Reduced ribosomes of the apicoplast and mitochondrion of Plasmodium spp. and predicted interactions with antibiotics.

Abstract

Apicomplexan protists such as Plasmodium and Toxoplasma contain a mitochondrion and a relic plastid (apicoplast) that are sites of protein translation. Although there is emerging interest in the partitioning and function of translation factors that participate in apicoplast and mitochondrial peptide synthesis, the composition of organellar ribosomes remains to be elucidated. We carried out an analysis of the complement of core ribosomal protein subunits that are encoded by either the parasite organellar or nuclear genomes, accompanied by a survey of ribosome assembly factors for the apicoplast and mitochondrion.

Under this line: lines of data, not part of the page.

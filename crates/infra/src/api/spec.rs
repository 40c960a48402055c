//! API description loading and operation resolution
//!
//! Reads an OpenAPI 3 (`servers`, `paths`) or Swagger 2 (`schemes`, `host`,
//! `basePath`, `paths`) JSON document and turns
//! `{operation_id, params}` into a concrete [`ApiRequest`].
//!
//! Parameters named in the path template are substituted; parameters
//! declared `in: header` become headers, a declared `in: body` parameter
//! becomes the JSON body, and everything else is sent as query.

use std::collections::BTreeMap;
use std::path::Path;

use reqwest::Method;
use serde_json::Value;
use tracing::{debug, info};
use url::Url;

use super::errors::SpecError;
use super::request::ApiRequest;

const METHODS: [&str; 8] = ["get", "put", "post", "delete", "options", "head", "patch", "trace"];

/// Where a declared parameter travels.
#[derive(Debug, Clone, Copy, PartialEq, Eq)]
pub enum ParamLocation {
    Path,
    Query,
    Header,
    Body,
}

impl ParamLocation {
    fn parse(raw: &str) -> Option<Self> {
        match raw {
            "path" => Some(Self::Path),
            "query" | "formData" => Some(Self::Query),
            "header" => Some(Self::Header),
            "body" => Some(Self::Body),
            _ => None,
        }
    }
}

/// One operation of the description.
#[derive(Debug, Clone, PartialEq, Eq)]
pub struct OperationSpec {
    pub id: String,
    pub method: Method,
    /// Path template, e.g. `/v1/campaigns/{campaignId}`.
    pub path: String,
    pub params: BTreeMap<String, ParamLocation>,
}

impl OperationSpec {
    /// Names between braces in the path template, in order.
    #[must_use]
    pub fn path_param_names(&self) -> Vec<&str> {
        let mut names = Vec::new();
        let mut rest = self.path.as_str();
        while let Some(open) = rest.find('{') {
            let after = &rest[open + 1..];
            let Some(close) = after.find('}') else { break };
            names.push(&after[..close]);
            rest = &after[close + 1..];
        }
        names
    }
}

/// Caller's view of one operation call.
#[derive(Debug, Clone, Default, PartialEq)]
pub struct OperationRequest {
    pub operation_id: String,
    pub params: BTreeMap<String, Value>,
    pub body: Option<Value>,
    pub headers: BTreeMap<String, String>,
}

impl OperationRequest {
    #[must_use]
    pub fn new(operation_id: impl Into<String>) -> Self {
        Self { operation_id: operation_id.into(), ..Self::default() }
    }

    #[must_use]
    pub fn param(mut self, name: impl Into<String>, value: impl Into<Value>) -> Self {
        self.params.insert(name.into(), value.into());
        self
    }

    #[must_use]
    pub fn body(mut self, body: Value) -> Self {
        self.body = Some(body);
        self
    }

    #[must_use]
    pub fn header(mut self, name: impl Into<String>, value: impl Into<String>) -> Self {
        self.headers.insert(name.into(), value.into());
        self
    }
}

/// Operation catalog parsed from an API description.
#[derive(Debug, Clone, PartialEq, Eq)]
pub struct ApiSpec {
    base_url: Option<String>,
    operations: BTreeMap<String, OperationSpec>,
}

impl ApiSpec {
    /// Parse an already-decoded description document.
    ///
    /// Operations without an `operationId` cannot be addressed and are
    /// skipped.
    ///
    /// # Errors
    /// Returns `SpecError::Invalid` when `paths` is missing or malformed.
    pub fn from_value(doc: &Value) -> Result<Self, SpecError> {
        let paths = doc
            .get("paths")
            .and_then(Value::as_object)
            .ok_or_else(|| SpecError::Invalid("missing `paths` object".to_string()))?;

        let mut operations = BTreeMap::new();
        for (path, item) in paths {
            let item = item
                .as_object()
                .ok_or_else(|| SpecError::Invalid(format!("path item {path} is not an object")))?;
            let shared = declared_params(item.get("parameters"));

            for (key, operation) in item {
                if !METHODS.contains(&key.as_str()) {
                    continue;
                }
                let Some(id) = operation.get("operationId").and_then(Value::as_str) else {
                    debug!(%path, method = %key, "skipping operation without operationId");
                    continue;
                };
                let method = Method::from_bytes(key.to_ascii_uppercase().as_bytes())
                    .map_err(|e| SpecError::Invalid(format!("{key} {path}: {e}")))?;

                let mut params = shared.clone();
                params.extend(declared_params(operation.get("parameters")));

                operations.insert(
                    id.to_string(),
                    OperationSpec { id: id.to_string(), method, path: path.clone(), params },
                );
            }
        }

        Ok(Self { base_url: base_url_of(doc), operations })
    }

    /// Load a JSON description from the local filesystem.
    ///
    /// # Errors
    /// Returns `SpecError::Load` when the file cannot be read or decoded.
    pub async fn from_path(path: &Path) -> Result<Self, SpecError> {
        let location = path.display().to_string();
        let contents = tokio::fs::read_to_string(path)
            .await
            .map_err(|e| SpecError::Load { location: location.clone(), message: e.to_string() })?;
        let doc: Value = serde_json::from_str(&contents)
            .map_err(|e| SpecError::Load { location: location.clone(), message: e.to_string() })?;

        info!(location = %location, "API description loaded");
        Self::from_value(&doc)
    }

    /// Fetch a JSON description over HTTP.
    ///
    /// # Errors
    /// Returns `SpecError::Load` on network failure, a non-success status or
    /// a body that is not JSON.
    pub async fn from_url(url: &str) -> Result<Self, SpecError> {
        let load_error =
            |message: String| SpecError::Load { location: url.to_string(), message };

        let response = reqwest::get(url).await.map_err(|e| load_error(e.to_string()))?;
        let status = response.status();
        if !status.is_success() {
            return Err(load_error(format!("status {status}")));
        }
        let doc: Value = response.json().await.map_err(|e| load_error(e.to_string()))?;

        info!(location = %url, "API description loaded");
        Self::from_value(&doc)
    }

    /// Load from an `http(s)://` URL or a local path.
    ///
    /// # Errors
    /// See [`ApiSpec::from_url`] and [`ApiSpec::from_path`].
    pub async fn load(location: &str) -> Result<Self, SpecError> {
        if location.starts_with("http://") || location.starts_with("https://") {
            Self::from_url(location).await
        } else {
            Self::from_path(Path::new(location)).await
        }
    }

    /// Server address declared by the document, if absolute.
    #[must_use]
    pub fn base_url(&self) -> Option<&str> {
        self.base_url.as_deref()
    }

    /// Sorted operation ids.
    #[must_use]
    pub fn operations(&self) -> Vec<&str> {
        self.operations.keys().map(String::as_str).collect()
    }

    #[must_use]
    pub fn operation(&self, id: &str) -> Option<&OperationSpec> {
        self.operations.get(id)
    }

    /// Build the concrete request for `call`.
    ///
    /// `base_override` replaces the document's server address entirely.
    ///
    /// # Errors
    /// - `UnknownOperation` for an id the document does not declare
    /// - `MissingPathParam` when a templated segment has no value
    /// - `NoBaseUrl` when neither the document nor the caller gives a server
    /// - `InvalidUrl` when the base address does not parse
    pub fn resolve(
        &self,
        call: &OperationRequest,
        base_override: Option<&str>,
    ) -> Result<ApiRequest, SpecError> {
        let operation = self
            .operations
            .get(&call.operation_id)
            .ok_or_else(|| SpecError::UnknownOperation(call.operation_id.clone()))?;
        let base = base_override
            .or(self.base_url.as_deref())
            .ok_or_else(|| SpecError::NoBaseUrl(operation.id.clone()))?;

        let path_names = operation.path_param_names();
        let mut values = BTreeMap::new();
        for name in &path_names {
            let value = call.params.get(*name).and_then(param_text).ok_or_else(|| {
                SpecError::MissingPathParam {
                    operation: operation.id.clone(),
                    name: (*name).to_string(),
                }
            })?;
            values.insert(format!("{{{name}}}"), value);
        }

        // Substitute per segment so a value containing `/` stays one segment.
        let segments: Vec<String> = operation
            .path
            .split('/')
            .filter(|segment| !segment.is_empty())
            .map(|segment| {
                values
                    .iter()
                    .fold(segment.to_string(), |acc, (placeholder, value)| acc.replace(placeholder, value))
            })
            .collect();

        let mut url = Url::parse(base)
            .map_err(|e| SpecError::InvalidUrl { url: base.to_string(), message: e.to_string() })?;
        url.path_segments_mut()
            .map_err(|()| SpecError::InvalidUrl {
                url: base.to_string(),
                message: "cannot be a base".to_string(),
            })?
            .pop_if_empty()
            .extend(&segments);

        let mut request = ApiRequest::new(operation.method.clone(), url.to_string());
        request.operation_id = Some(operation.id.clone());
        request.headers.clone_from(&call.headers);
        request.body.clone_from(&call.body);

        for (name, value) in &call.params {
            if path_names.contains(&name.as_str()) {
                continue;
            }
            match operation.params.get(name) {
                Some(ParamLocation::Header) => {
                    if let Some(text) = param_text(value) {
                        request.headers.entry(name.clone()).or_insert(text);
                    }
                }
                Some(ParamLocation::Body) => {
                    if request.body.is_none() {
                        request.body = Some(value.clone());
                    }
                }
                Some(ParamLocation::Path | ParamLocation::Query) | None => {
                    push_query(&mut request.query, name, value);
                }
            }
        }

        Ok(request)
    }
}

fn declared_params(raw: Option<&Value>) -> BTreeMap<String, ParamLocation> {
    raw.and_then(Value::as_array)
        .into_iter()
        .flatten()
        .filter_map(|param| {
            let name = param.get("name")?.as_str()?;
            let location = ParamLocation::parse(param.get("in")?.as_str()?)?;
            Some((name.to_string(), location))
        })
        .collect()
}

fn base_url_of(doc: &Value) -> Option<String> {
    if let Some(url) = doc
        .get("servers")
        .and_then(Value::as_array)
        .and_then(|servers| servers.first())
        .and_then(|server| server.get("url"))
        .and_then(Value::as_str)
    {
        return Url::parse(url).ok().map(|_| url.trim_end_matches('/').to_string());
    }

    let host = doc.get("host").and_then(Value::as_str)?;
    let scheme = doc
        .get("schemes")
        .and_then(Value::as_array)
        .and_then(|schemes| schemes.first())
        .and_then(Value::as_str)
        .unwrap_or("https");
    let base_path = doc.get("basePath").and_then(Value::as_str).unwrap_or("");
    Some(format!("{scheme}://{host}{}", base_path.trim_end_matches('/')))
}

fn param_text(value: &Value) -> Option<String> {
    match value {
        Value::Null => None,
        Value::String(text) => Some(text.clone()),
        Value::Array(items) => {
            Some(items.iter().filter_map(param_text).collect::<Vec<_>>().join(","))
        }
        other => Some(other.to_string()),
    }
}

fn push_query(query: &mut Vec<(String, String)>, name: &str, value: &Value) {
    if let Some(text) = param_text(value) {
        query.push((name.to_string(), text));
    }
}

A cross-species comparison with other apicomplexan, algal and diatom species revealed compositional differences in apicomplexan organelle ribosomes and identified considerable reduction and divergence with ribosomes of bacteria or characterized organelle ribosomes from other organisms. We assembled structural models of sections of Plasmodium falciparum organellar ribosomes and predicted interactions with translation inhibitory antibiotics. Differences in predicted drug–ribosome interactions with some of the modelled structures suggested specificity of inhibition between the apicoplast and mitochondrion. Our results indicate that Plasmodium and Toxoplasma organellar ribosomes have a unique composition, resulting from the loss of several large and small subunit proteins accompanied by significant sequence and size divergences in parasite orthologues of ribosomal proteins.